A novel marker for predicting the development of contrast-induced nephropathy in patients with acute coronary syndromes undergoing percutaneous coronary intervention: platelet-hemoglobin ratio


ÖZBEYAZ N. B., Gokalp G., Algul E., Sahan H. F.

KUWAIT MEDICAL JOURNAL, cilt.56, sa.4, ss.317-324, 2024 (SCI-Expanded, Scopus) identifier identifier

  • Yayın Türü: Makale / Tam Makale
  • Cilt numarası: 56 Sayı: 4
  • Basım Tarihi: 2024
  • Dergi Adı: KUWAIT MEDICAL JOURNAL
  • Derginin Tarandığı İndeksler: Science Citation Index Expanded (SCI-EXPANDED), Scopus, CAB Abstracts, Veterinary Science Database
  • Sayfa Sayıları: ss.317-324
  • Ankara Üniversitesi Adresli: Evet

Özet

Objective: In coronary artery diseases and heart failure, platelet-hemoglobin ratio (PHR) has been proven to have a predictive value. We aim to study the relationship between PHR and contrast-induced nephropathy (CIN).
Design: Retrospective study
Setting: University of Health Sciences, Diskapi Yildirim Beyazit Training and Research Hospital
Subjects: A total of 1513 patients were included in the study.
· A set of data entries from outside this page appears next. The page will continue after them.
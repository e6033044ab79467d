//! Packers for the `ui-2d` contract.

use glam::Vec2;
use voxelotl_layout::contracts::ui2d::{Shader2DUniforms, Vertex2D};

use super::{color, mat, orthographic, vec2, Flip, Frame, SpriteDraw, SpriteVertex};

pub fn vertex(v: &SpriteVertex) -> Vertex2D {
    Vertex2D {
        position: vec2(v.position),
        tex_coord: vec2(v.tex_coord),
        color: color(v.color),
    }
}

pub fn vertices(sprites: &[SpriteVertex]) -> Vec<Vertex2D> {
    sprites.iter().map(vertex).collect()
}

/// Corners of a textured quad, wound top-left, bottom-left, bottom-right,
/// top-right before rotation.
///
/// The quad spans the source rectangle scaled by `draw.scale`, pivoted and
/// rotated about `draw.origin`. Returns `None` when there is nothing to draw.
pub fn sprite_quad(texture_size: Vec2, draw: &SpriteDraw) -> Option<[SpriteVertex; 4]> {
    let (offset, size) = draw.source.unwrap_or((Vec2::ZERO, texture_size));
    if size.x == 0.0 || size.y == 0.0 || texture_size.x <= 0.0 || texture_size.y <= 0.0 {
        return None;
    }

    let extent = size * draw.scale;
    let rotation = Vec2::from_angle(draw.angle);
    let right = rotation.rotate(Vec2::new(extent.x, 0.0));
    let down = rotation.rotate(Vec2::new(0.0, extent.y));
    let pivot = draw.origin / size;
    let top_left = draw.position - right * pivot.x - down * pivot.y;
    let positions = [top_left, top_left + down, top_left + right + down, top_left + right];

    let uv = tex_coords(offset / texture_size, (offset + size) / texture_size, draw.flip);
    Some(std::array::from_fn(|i| SpriteVertex {
        position: positions[i],
        tex_coord: uv[i],
        color: draw.color,
    }))
}

/// Texture coordinates per corner, in the same order as [`sprite_quad`].
pub fn tex_coords(min: Vec2, max: Vec2, flip: Flip) -> [Vec2; 4] {
    let unit = [Vec2::new(0.0, 0.0), Vec2::new(0.0, 1.0), Vec2::new(1.0, 1.0), Vec2::new(1.0, 0.0)];
    unit.map(|mut p| {
        if flip.diagonal {
            p = Vec2::new(p.y, p.x);
        }
        if flip.horizontal {
            p.x = 1.0 - p.x;
        }
        if flip.vertical {
            p.y = 1.0 - p.y;
        }
        min + (max - min) * p
    })
}

/// Orthographic projection of `frame` with the 2D depth range (`near 1, far -1`).
pub fn vertex_uniforms(frame: &Frame) -> Shader2DUniforms {
    Shader2DUniforms {
        projection: mat(orthographic(frame.left, frame.right, frame.bottom, frame.top, 1.0, -1.0)),
    }
}

#[cfg(test)]
mod tests {
    use super::*;
    use crate::pack::Color;

    #[test]
    fn vertex_fields() {
        let v = vertex(&SpriteVertex {
            position: Vec2::new(10.0, 20.0),
            tex_coord: Vec2::new(1.0, 0.0),
            color: Color::WHITE,
        });
        assert_eq!(v.position.0, [10.0, 20.0]);
        assert_eq!(v.tex_coord.0, [1.0, 0.0]);
        assert_eq!(v.color.0, [1.0; 4]);
    }

    // ── sprite placement ──────────────────────────────────────────────────

    fn close(a: Vec2, b: Vec2) -> bool {
        a.abs_diff_eq(b, 1e-4)
    }

    #[test]
    fn unrotated_sprite_is_offset_by_scaled_origin() {
        let draw = SpriteDraw {
            scale: Vec2::splat(2.0),
            origin: Vec2::new(8.0, 4.0),
            ..SpriteDraw::at(Vec2::new(100.0, 50.0))
        };
        let quad = sprite_quad(Vec2::new(16.0, 8.0), &draw).unwrap();
        assert_eq!(quad[0].position, Vec2::new(84.0, 42.0));
        assert_eq!(quad[2].position, Vec2::new(116.0, 58.0));
        assert_eq!(quad[0].tex_coord, Vec2::ZERO);
        assert_eq!(quad[2].tex_coord, Vec2::ONE);
    }

    #[test]
    fn quarter_turn_rotates_about_origin() {
        let draw = SpriteDraw {
            angle: std::f32::consts::FRAC_PI_2,
            origin: Vec2::splat(8.0),
            ..SpriteDraw::at(Vec2::splat(100.0))
        };
        let quad = sprite_quad(Vec2::splat(16.0), &draw).unwrap();
        // The top edge now runs downwards on screen, on the right-hand side.
        assert!(close(quad[0].position, Vec2::new(108.0, 92.0)), "{:?}", quad[0].position);
        assert!(close(quad[3].position, Vec2::new(108.0, 108.0)), "{:?}", quad[3].position);
        assert!(close(quad[2].position, Vec2::new(92.0, 108.0)), "{:?}", quad[2].position);
        // The pivot stays put.
        let center = quad.iter().map(|v| v.position).sum::<Vec2>() / 4.0;
        assert!(close(center, Vec2::splat(100.0)));
    }

    #[test]
    fn source_rectangle_selects_texels() {
        let draw = SpriteDraw {
            source: Some((Vec2::new(16.0, 0.0), Vec2::new(16.0, 32.0))),
            ..SpriteDraw::default()
        };
        let quad = sprite_quad(Vec2::new(64.0, 32.0), &draw).unwrap();
        assert_eq!(quad[0].tex_coord, Vec2::new(0.25, 0.0));
        assert_eq!(quad[2].tex_coord, Vec2::new(0.5, 1.0));
        assert_eq!(quad[2].position, Vec2::new(16.0, 32.0));
    }

    #[test]
    fn empty_source_draws_nothing() {
        let draw = SpriteDraw {
            source: Some((Vec2::ZERO, Vec2::new(0.0, 8.0))),
            ..SpriteDraw::default()
        };
        assert!(sprite_quad(Vec2::splat(8.0), &draw).is_none());
    }

    #[test]
    fn flips_mirror_texture_coordinates() {
        let h = tex_coords(Vec2::ZERO, Vec2::ONE, Flip::HORIZONTAL);
        assert_eq!(h[0], Vec2::new(1.0, 0.0));
        assert_eq!(h[2], Vec2::new(0.0, 1.0));

        let v = tex_coords(Vec2::ZERO, Vec2::ONE, Flip::VERTICAL);
        assert_eq!(v[0], Vec2::new(0.0, 1.0));

        // Transposed: the bottom-left corner samples the top-right texel.
        let d = tex_coords(Vec2::ZERO, Vec2::ONE, Flip::DIAGONAL);
        assert_eq!(d[1], Vec2::new(1.0, 0.0));
        assert_eq!(d[3], Vec2::new(0.0, 1.0));
        assert_eq!(d[0], Vec2::ZERO);
    }

    #[test]
    fn projection_depth_column() {
        let u = vertex_uniforms(&Frame::from_size(640.0, 480.0));
        assert_eq!(u.projection.cols()[2], [0.0, 0.0, -0.5, 0.0]);
        assert_eq!(u.projection.cols()[3][2], 0.5);
    }
}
The patients were divided into two groups, those with and without CIN.
Interventions: Percutaneous coronary intervention and CIN
Main outcome measures: PHR, platelet count, hemoglobin, serum troponin, N-terminal proBNP (NT-proBNP), creatinine and 48-72 hours creatinine levels were assessed.
Results: CIN developed in 265 (17.5%). Atrial fibrillation (AF), diabetes mellitus, hypertension (HT), hyperlipidemia and heart failure are more common (P<0.001, P <0.001, P <0.001, P =0.043, P =0.008, respectively); and PHR (1.94 +/- 0.96 vs. 2.13 +/- 0.95, P =0.005), peak creatinine kinase-myocardial band (CK-MB), peak troponin and NT-proBNP were found to be higher; while hemoglobin values were found to be lower in CIN patients. Age, AF, HT, left ventricle ejection fraction, hemoglobin, peak CK-MB, peak troponin, NTproBNP and PHR were independent risk factors according to regression analysis (P=0.001, P <0.001, P <0.001, P =0.046, P =0.001, P =0.001, P =0.010, P =0.009, P =0.007, P <0.001, respectively). The receiver operating characteristic showed that the optimal PHR value for estimating the CIN was 1.86, with 66.1% sensitivity and 63.9% specificity (area under the curve: 0.686; 95% CI: 0.647-0.724, P <0.001).
Conclusions: A relationship has been found between PHR and CIN. PHR may provide more benefits than conventional blood markers in reckoning CIN.